Hash each row of pandas dataframe column using app

2019-07-22 09:45发布

问题:

I'm trying to hash each value of a python 3.6 pandas dataframe column with the following algorithm on the dataframe-column ORIG:

HK_ORIG = base64.b64encode(hashlib.sha1(str(df.ORIG).encode("UTF-8")).digest())

However, the above mentioned code does not hash each value of the column, so, in order to hash each value of the df-column ORIG, I need to use the apply function. Unfortunatelly, I don't seem to be good enough to get this done.

I imagine it to look like the following code:

df["HK_ORIG"] = str(df['ORIG']).encode("UTF-8")).apply(hashlib.sha1)

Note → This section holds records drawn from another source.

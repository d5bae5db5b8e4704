pub mod intersection;

pub use intersection::{process_intersection, validate_request};
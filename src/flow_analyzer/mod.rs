pub mod traffic_analyzer;

// Re-export the items from traffic_analyzer
pub use traffic_analyzer::{
    analyze_intersection, average_speed, congestion_level, generate_recommendations,
};
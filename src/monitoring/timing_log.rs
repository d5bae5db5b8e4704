use crate::shared_data::{Direction, IntersectionReport};
use serde::{Deserialize, Serialize};
use std::collections::HashSet;
use std::error::Error;
use std::fs::{File, OpenOptions};
use std::path::Path;

/// One CSV row: a lane's timing within a processed intersection.
#[derive(Debug, Clone, PartialEq, Serialize, Deserialize)]
pub struct TimingRecord {
    pub timestamp: u64,
    pub lane_id: String,
    pub direction: Direction,
    pub vehicle_count: u32,
    pub green: u32,
    pub yellow: u32,
    pub red: u32,
    pub efficiency: f64,
}

#[derive(Debug, Clone, PartialEq)]
pub struct TimingLogSummary {
    pub records: usize,
    pub intersections: usize,
    pub average_efficiency: f64,
}

// Appends rows to a CSV file, writing the header only when the file is new.
fn log_to_csv<T: Serialize>(path: &Path, records: &[T]) -> Result<(), Box<dyn Error>> {
    let file_exists = path.exists();
    let file = OpenOptions::new().append(true).create(true).open(path)?;
    let mut wtr = csv::WriterBuilder::new()
        .has_headers(!file_exists)
        .from_writer(file);
    for record in records {
        wtr.serialize(record)?;
    }
    wtr.flush()?;
    Ok(())
}

pub fn timing_records(report: &IntersectionReport) -> Vec<TimingRecord> {
    report
        .lanes
        .iter()
        .zip(&report.intersection_data.timings)
        .map(|(lane, timing)| TimingRecord {
            timestamp: report.timestamp,
            lane_id: lane.id.clone(),
            direction: timing.direction,
            vehicle_count: lane.vehicle_count,
            green: timing.green,
            yellow: timing.yellow,
            red: timing.red,
            efficiency: report.intersection_data.efficiency,
        })
        .collect()
}

pub fn log_intersection_report<P: AsRef<Path>>(
    path: P,
    report: &IntersectionReport,
) -> Result<(), Box<dyn Error>> {
    log_to_csv(path.as_ref(), &timing_records(report))
}

pub fn read_timing_log<P: AsRef<Path>>(path: P) -> Result<Vec<TimingRecord>, Box<dyn Error>> {
    let file = File::open(path)?;
    let mut rdr = csv::Reader::from_reader(file);
    let mut records = Vec::new();
    for result in rdr.deserialize() {
        let record: TimingRecord = result?;
        records.push(record);
    }
    Ok(records)
}

// Requests are told apart by timestamp; every row of one request carries the same efficiency.
pub fn summarize_timing_log<P: AsRef<Path>>(path: P) -> Result<TimingLogSummary, Box<dyn Error>> {
    let records = read_timing_log(path)?;
    let intersections = records
        .iter()
        .map(|r| r.timestamp)
        .collect::<HashSet<_>>()
        .len();
    let average_efficiency = if records.is_empty() {
        0.0
    } else {
        records.iter().map(|r| r.efficiency).sum::<f64>() / records.len() as f64
    };
    Ok(TimingLogSummary {
        records: records.len(),
        intersections,
        average_efficiency,
    })
}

I'm looking very much forward to your answers! Many thanks in advance!

回答1:

You can either create a named function and apply it - or apply a lambda function. In either case, do as much processing as possible withing the dataframe.

A lambda-based solution:

df['ORIG'].astype(str).str.encode('UTF-8')\
          .apply(lambda x: base64.b64encode(hashlib.sha1(x).digest()))

A named function solution:

def hashme(x):
    return base64.b64encode(hashlib.sha1(x).digest())
df['ORIG'].astype(str).str.encode('UTF-8')\
          .apply(hashme)